As I write this President Kieschnick is presenting his report to the convention. He is doing the same thing that he did in the district conventions. He is reciting his adherence to the basics of Lutheranism and he is chiding those who assert that he is not confessional. As we predicted yesterday he is also backing off from his statement from years ago that “this is not your grandfathers church.”

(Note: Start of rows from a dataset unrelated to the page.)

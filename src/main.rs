/// Entry point of the cgwatch collector.
///
/// Mirrors the cgroup v1 hierarchies of the host, collects their stats and
/// serves them over HTTP until interrupted.
///
/// # Errors
///
/// Returns an error if initialization fails (e.g., invalid configuration or a
/// requested subsystem that is not mounted).
///
/// # Examples
///
/// ```bash
/// RUST_LOG=info CGWATCH_CGROUPS=cpu,cpuacct,memory cargo run
/// ```
#[tokio::main]
async fn main() -> std::result::Result<(), Box<dyn std::error::Error>> {
    env_logger::init();
    cgwatch::run().await
}
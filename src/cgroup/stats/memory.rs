//! Raw records of the `memory` subsystem.
//!
//! Each accounted counter is exposed as a triple of files sharing a prefix:
//!
//! | counter | prefix           |
//! |---------|------------------|
//! | memory  | `memory.`        |
//! | swap    | `memory.memsw.`  |
//! | kernel  | `memory.kmem.`   |
//!
//! with the suffixes `usage_in_bytes`, `max_usage_in_bytes` and `failcnt`.
//! `memory.stat` is kept whole as a counter map.

use std::collections::HashMap;

/// One `usage` / `max_usage` / `failcnt` triple. Bytes, except `failcnt`.
#[derive(Debug, Clone, PartialEq, Eq, Default)]
pub struct MemoryCounter {
    pub usage: u64,
    pub max_usage: u64,
    pub failcnt: u64,
}

/// Which memory counter a triple of files belongs to.
#[derive(Debug, Clone, Copy, PartialEq, Eq)]
pub enum MemoryCounterKind {
    Memory,
    Swap,
    Kernel,
}

impl MemoryCounterKind {
    fn prefix(self) -> &'static str {
        match self {
            MemoryCounterKind::Memory => "memory",
            MemoryCounterKind::Swap => "memory.memsw",
            MemoryCounterKind::Kernel => "memory.kmem",
        }
    }

    pub fn usage_file(self) -> String {
        format!("{}.usage_in_bytes", self.prefix())
    }

    pub fn max_usage_file(self) -> String {
        format!("{}.max_usage_in_bytes", self.prefix())
    }

    pub fn failcnt_file(self) -> String {
        format!("{}.failcnt", self.prefix())
    }
}

/// Raw record of the `memory` subsystem.
///
/// A counter is `None` when its files do not exist, e.g. `memsw` on kernels
/// booted without swap accounting.
#[derive(Debug, Clone, PartialEq, Eq, Default)]
pub struct MemoryRecord {
    pub usage: Option<MemoryCounter>,
    pub swap: Option<MemoryCounter>,
    pub kernel: Option<MemoryCounter>,
    /// Every counter of `memory.stat`.
    pub stat: HashMap<String, u64>,
}

impl MemoryRecord {
    /// Page cache in bytes, as reported by the `cache` counter of `memory.stat`.
    pub fn cache(&self) -> u64 {
        self.stat.get("cache").copied().unwrap_or_default()
    }
}

#[cfg(test)]
mod tests {
    use super::*;

    #[test]
    fn test_counter_file_names() {
        assert_eq!(
            MemoryCounterKind::Memory.usage_file(),
            "memory.usage_in_bytes"
        );
        assert_eq!(
            MemoryCounterKind::Swap.max_usage_file(),
            "memory.memsw.max_usage_in_bytes"
        );
        assert_eq!(MemoryCounterKind::Kernel.failcnt_file(), "memory.kmem.failcnt");
    }

    #[test]
    fn test_cache_defaults_to_zero() {
        let mut record = MemoryRecord::default();
        assert_eq!(record.cache(), 0);
        record.stat.insert("cache".to_owned(), 8192);
        assert_eq!(record.cache(), 8192);
    }
}
use std::fmt;
use std::path::Path;
use std::sync::Arc;

use super::collector::{
    BlkioCollector, CpuCollector, CpuacctCollector, HugetlbCollector, MemoryCollector,
    NoopCollector,
};
use super::stats::RawStats;

/// A cgroup v1 subsystem (controller).
///
/// Names the kernel exposes but this crate has no collector for are kept as
/// [`SubsystemKind::Unsupported`] so they can still be mirrored as trees.
#[derive(Debug, Clone, PartialEq, Eq, PartialOrd, Ord, Hash)]
pub enum SubsystemKind {
    Blkio,
    Cpu,
    Cpuacct,
    Cpuset,
    Devices,
    Freezer,
    Hugetlb,
    Memory,
    NetCls,
    NetPrio,
    PerfEvent,
    Unsupported(String),
}

impl SubsystemKind {
    /// Every subsystem with a built-in collector, in the default watch order.
    pub const ALL: [SubsystemKind; 11] = [
        SubsystemKind::Blkio,
        SubsystemKind::Cpu,
        SubsystemKind::Cpuacct,
        SubsystemKind::Cpuset,
        SubsystemKind::Devices,
        SubsystemKind::Freezer,
        SubsystemKind::Hugetlb,
        SubsystemKind::Memory,
        SubsystemKind::NetCls,
        SubsystemKind::NetPrio,
        SubsystemKind::PerfEvent,
    ];

    pub fn from_name(name: &str) -> Self {
        match name {
            "blkio" => SubsystemKind::Blkio,
            "cpu" => SubsystemKind::Cpu,
            "cpuacct" => SubsystemKind::Cpuacct,
            "cpuset" => SubsystemKind::Cpuset,
            "devices" => SubsystemKind::Devices,
            "freezer" => SubsystemKind::Freezer,
            "hugetlb" => SubsystemKind::Hugetlb,
            "memory" => SubsystemKind::Memory,
            "net_cls" => SubsystemKind::NetCls,
            "net_prio" => SubsystemKind::NetPrio,
            "perf_event" => SubsystemKind::PerfEvent,
            other => SubsystemKind::Unsupported(other.to_owned()),
        }
    }

    /// The name the kernel uses in mount options and `/proc/<pid>/cgroup`.
    pub fn name(&self) -> &str {
        match self {
            SubsystemKind::Blkio => "blkio",
            SubsystemKind::Cpu => "cpu",
            SubsystemKind::Cpuacct => "cpuacct",
            SubsystemKind::Cpuset => "cpuset",
            SubsystemKind::Devices => "devices",
            SubsystemKind::Freezer => "freezer",
            SubsystemKind::Hugetlb => "hugetlb",
            SubsystemKind::Memory => "memory",
            SubsystemKind::NetCls => "net_cls",
            SubsystemKind::NetPrio => "net_prio",
            SubsystemKind::PerfEvent => "perf_event",
            SubsystemKind::Unsupported(name) => name,
        }
    }
}

impl fmt::Display for SubsystemKind {
    fn fmt(&self, f: &mut fmt::Formatter<'_>) -> fmt::Result {
        f.write_str(self.name())
    }
}

/// Reads the accounting pseudo-files of one subsystem for a cgroup directory.
pub trait Collector: Send + Sync {
    /// # Errors
    ///
    /// Returns an `io::Error` of kind `NotFound` if the cgroup directory no
    /// longer exists, `InvalidData` if a pseudo-file cannot be parsed, or any
    /// other I/O error raised while reading.
    fn get_stats(&self, path: &Path) -> std::io::Result<RawStats>;
}

/// What a collection pass does with the nodes of a subsystem tree.
#[derive(Clone)]
pub enum CollectorDispatch {
    Collect(Arc<dyn Collector>),
    /// The subsystem is mirrored, but its nodes are skipped during collection.
    NoCollector,
}

impl CollectorDispatch {
    /// Built-in mapping from subsystem to collector.
    pub fn for_kind(kind: &SubsystemKind) -> Self {
        match kind {
            SubsystemKind::Blkio => CollectorDispatch::Collect(Arc::new(BlkioCollector)),
            SubsystemKind::Cpu => CollectorDispatch::Collect(Arc::new(CpuCollector)),
            SubsystemKind::Cpuacct => CollectorDispatch::Collect(Arc::new(CpuacctCollector)),
            SubsystemKind::Hugetlb => CollectorDispatch::Collect(Arc::new(HugetlbCollector)),
            SubsystemKind::Memory => CollectorDispatch::Collect(Arc::new(MemoryCollector)),
            SubsystemKind::Cpuset
            | SubsystemKind::Devices
            | SubsystemKind::Freezer
            | SubsystemKind::NetCls
            | SubsystemKind::NetPrio
            | SubsystemKind::PerfEvent => CollectorDispatch::Collect(Arc::new(NoopCollector)),
            SubsystemKind::Unsupported(_) => CollectorDispatch::NoCollector,
        }
    }
}

impl fmt::Debug for CollectorDispatch {
    fn fmt(&self, f: &mut fmt::Formatter<'_>) -> fmt::Result {
        match self {
            CollectorDispatch::Collect(_) => f.write_str("Collect(..)"),
            CollectorDispatch::NoCollector => f.write_str("NoCollector"),
        }
    }
}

I encourage people to listen more carefully to what President Kieschnick does than to what he says. He says that he is confessional and I believe that he really means this and that he truly believes his summary confession of Lutheran doctrine. But I am also thoroughly convinced that he does not properly translate this doctrine into true practice. Let me turn a favorite phrase of President Kieschnick upside down. He just said that the LCMS has a problem getting its head knowledge into its hearts. I assert that President Kieschnick has a problem getting the head knowledge that he professes into godly practice. Contrary to what President Kieschnick asserts, confessionals have no problems of the heart. We passionately embrace the Gospel and whole-heartedly proclaim it. President Kieschnick on the other hand has some problems getting his Confessional head knowledge into practice. Here are some examples
Let’s start with the worship service last night at President Kieschnick’s convention. As I mentioned last night, the service included a song that caused a couple of hundred people in the convention hall to sway and some to even wave their hands like charismatics. President Kieschnick did not directly cause this movement but his approach to worship is one of tolerance and openness that the writers of the Confessions rejected. They denounce again and again this informal schwarmer worship (worship rooted in emotion and subjective feeling). In his presentation today President Kieschnick clearly stated his support for informal “coffee-house worship where the pastor is informally dressed.” He used that very term. This informal style leads to the type of schwarmer/Pentecostal worship that we witnessed at the convention divine service. Luther and Walther spoke vociferously against such worship styles because they focus on the individual and not on the objective gifts of God in Christ.
Another example of President Kieschnick’s disconnect between confession and practice is his constant beating of the leadership drum. For the last several years President Kieschnick has gone to the expense of inserting into the Reporter a full color, slick folder on leadership. Leaders are great. We need them, but being a pastor does not mean being a leader. President Kieschnick has taken his cue on leadership not from the Confessions or even the Scriptures but from modern evangelicals and sociologists. The Scriptures say little about leadership and what they do say is that we ought not to be leaders but servants. Rather than training leaders, Jesus would have us train shepherds who are servants faithful to His word.
Other examples of President Kieschnick’s failure to connect his confessional head knowledge to his heart and practice include his failure to clearly and quickly rebuke Pastor David Behnke’s unionistic worship with Catholics, Jews, Sikhs and others at Yankee Stadium a few years ago. We could list more but it time to get back to the convention.
As the delegates are listening to what President Kieschnick says this week they would do well to listen even more carefully to what he does.